§ **What to work on**:
Determine how many lines of the data below contain "score", then give only that number.
────────────────────
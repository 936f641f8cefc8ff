use clap::Parser;
use logtide_core::config::Config;
use logtide_console::ConsoleOptions;
use std::path::PathBuf;

#[derive(Parser)]
#[command(name = "logtide", about = "logtide — multi-source log viewer with remote tailing and live search")]
struct Cli {
    /// Write debug logs to /tmp/logtide-debug.log (tail -f to inspect).
    #[arg(long)]
    debug: bool,

    /// Config file to use instead of ~/.config/logtide/config.toml.
    #[arg(long, short)]
    config: Option<PathBuf>,

    /// Source to select at start-up.
    #[arg(long, short)]
    source: Option<String>,

    /// Initial filter.
    #[arg(long, short)]
    query: Option<String>,

    /// Export the selected source to this file after start-up.
    #[arg(long, short)]
    export: Option<PathBuf>,

    /// Render once and exit instead of reading commands from stdin.
    #[arg(long)]
    headless: bool,
}

#[tokio::main]
async fn main() -> anyhow::Result<()> {
    let cli = Cli::parse();

    let config = match &cli.config {
        Some(path) => Config::load_from(path)?,
        None => Config::load().unwrap_or_else(|_| Config::defaults()),
    };

    let (path, level) = if cli.debug {
        (PathBuf::from("/tmp/logtide-debug.log"), "debug".to_string())
    } else {
        (config.logging.file.clone(), config.logging.level.clone())
    };
    let file = std::fs::OpenOptions::new()
        .create(true)
        .append(true)
        .open(&path)?;
    tracing_subscriber::fmt()
        .with_writer(std::sync::Mutex::new(file))
        .with_ansi(false)
        .with_env_filter(
            tracing_subscriber::EnvFilter::try_from_env("RUST_LOG")
                .unwrap_or_else(|_| tracing_subscriber::EnvFilter::new(level)),
        )
        .init();
    tracing::info!(log = %path.display(), "logtide started");

    let options = ConsoleOptions {
        source: cli.source,
        query: cli.query,
        export: cli.export,
        headless: cli.headless,
    };
    logtide_console::run(config, options).await
}
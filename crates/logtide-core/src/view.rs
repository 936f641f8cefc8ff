//! View — the Presenter-facing, filtered and ordered projection of a source.
//!
//! Rows are always ordered by timestamp (stable, so equal timestamps keep
//! insertion order) and are always drawn from a store snapshot, never from
//! the index alone.

use crate::search::{analysis, SearchResult};
use crate::types::{EntryKey, FieldHighlights, LogEntry, FIELD_LEVEL, FIELD_MESSAGE, FIELD_SOURCE};
use std::collections::HashMap;
use std::sync::Arc;

#[derive(Debug, Clone)]
pub struct ViewRow {
    pub entry: Arc<LogEntry>,
    pub highlights: FieldHighlights,
    /// Index score, when the row came from an index query.
    pub score: Option<f32>,
}

impl ViewRow {
    fn plain(entry: Arc<LogEntry>) -> Self {
        Self {
            entry,
            highlights: FieldHighlights::new(),
            score: None,
        }
    }
}

#[derive(Debug, Clone, Default)]
pub struct LogView {
    pub rows: Vec<ViewRow>,
    /// Entries in the source before filtering.
    pub total: usize,
}

impl LogView {
    pub fn unfiltered(entries: Vec<Arc<LogEntry>>) -> Self {
        let total = entries.len();
        Self::ordered(entries.into_iter().map(ViewRow::plain).collect(), total)
    }

    /// Case-insensitive substring match over message, level and source.
    /// Matching rows also carry highlights for entry field values.
    pub fn substring(entries: Vec<Arc<LogEntry>>, term: &str) -> Self {
        let total = entries.len();
        let rows = entries
            .into_iter()
            .filter_map(|entry| {
                let mut highlights = FieldHighlights::new();
                for (field, text) in [
                    (FIELD_MESSAGE, entry.message.as_str()),
                    (FIELD_LEVEL, entry.level.as_str()),
                    (FIELD_SOURCE, entry.source.as_str()),
                ] {
                    let spans = analysis::find_literal(term, text);
                    if !spans.is_empty() {
                        highlights.insert(field.to_string(), spans);
                    }
                }
                if highlights.is_empty() {
                    return None;
                }
                for (key, value) in &entry.fields {
                    let spans = analysis::find_literal(term, &LogEntry::field_text(value));
                    if !spans.is_empty() {
                        highlights.insert(key.clone(), spans);
                    }
                }
                Some(ViewRow { entry, highlights, score: None })
            })
            .collect();

        Self::ordered(rows, total)
    }

    /// Keep the store entries the index returned, with the index's
    /// highlights. Hits no longer in the store are dropped.
    pub fn from_results(entries: Vec<Arc<LogEntry>>, results: Vec<SearchResult>) -> Self {
        let total = entries.len();
        let hits: HashMap<EntryKey, SearchResult> =
            results.into_iter().map(|r| (r.entry.key(), r)).collect();

        let rows = entries
            .into_iter()
            .filter_map(|entry| {
                let hit = hits.get(&entry.key())?;
                Some(ViewRow {
                    highlights: hit.highlights.clone(),
                    score: Some(hit.score),
                    entry,
                })
            })
            .collect();

        Self::ordered(rows, total)
    }

    fn ordered(mut rows: Vec<ViewRow>, total: usize) -> Self {
        rows.sort_by_key(|row| row.entry.ts);
        Self { rows, total }
    }

    pub fn len(&self) -> usize {
        self.rows.len()
    }

    pub fn is_empty(&self) -> bool {
        self.rows.is_empty()
    }

    /// True when rows were filtered out.
    pub fn is_filtered(&self) -> bool {
        self.rows.len() != self.total
    }

    /// `(n)` for an unfiltered view, `(shown of total)` otherwise.
    pub fn count_annotation(&self) -> String {
        if self.is_filtered() {
            format!("({} of {})", self.rows.len(), self.total)
        } else {
            format!("({})", self.total)
        }
    }

    pub fn entries(&self) -> impl Iterator<Item = &Arc<LogEntry>> {
        self.rows.iter().map(|row| &row.entry)
    }
}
────────────────────
§ **Result of this exercise**:
5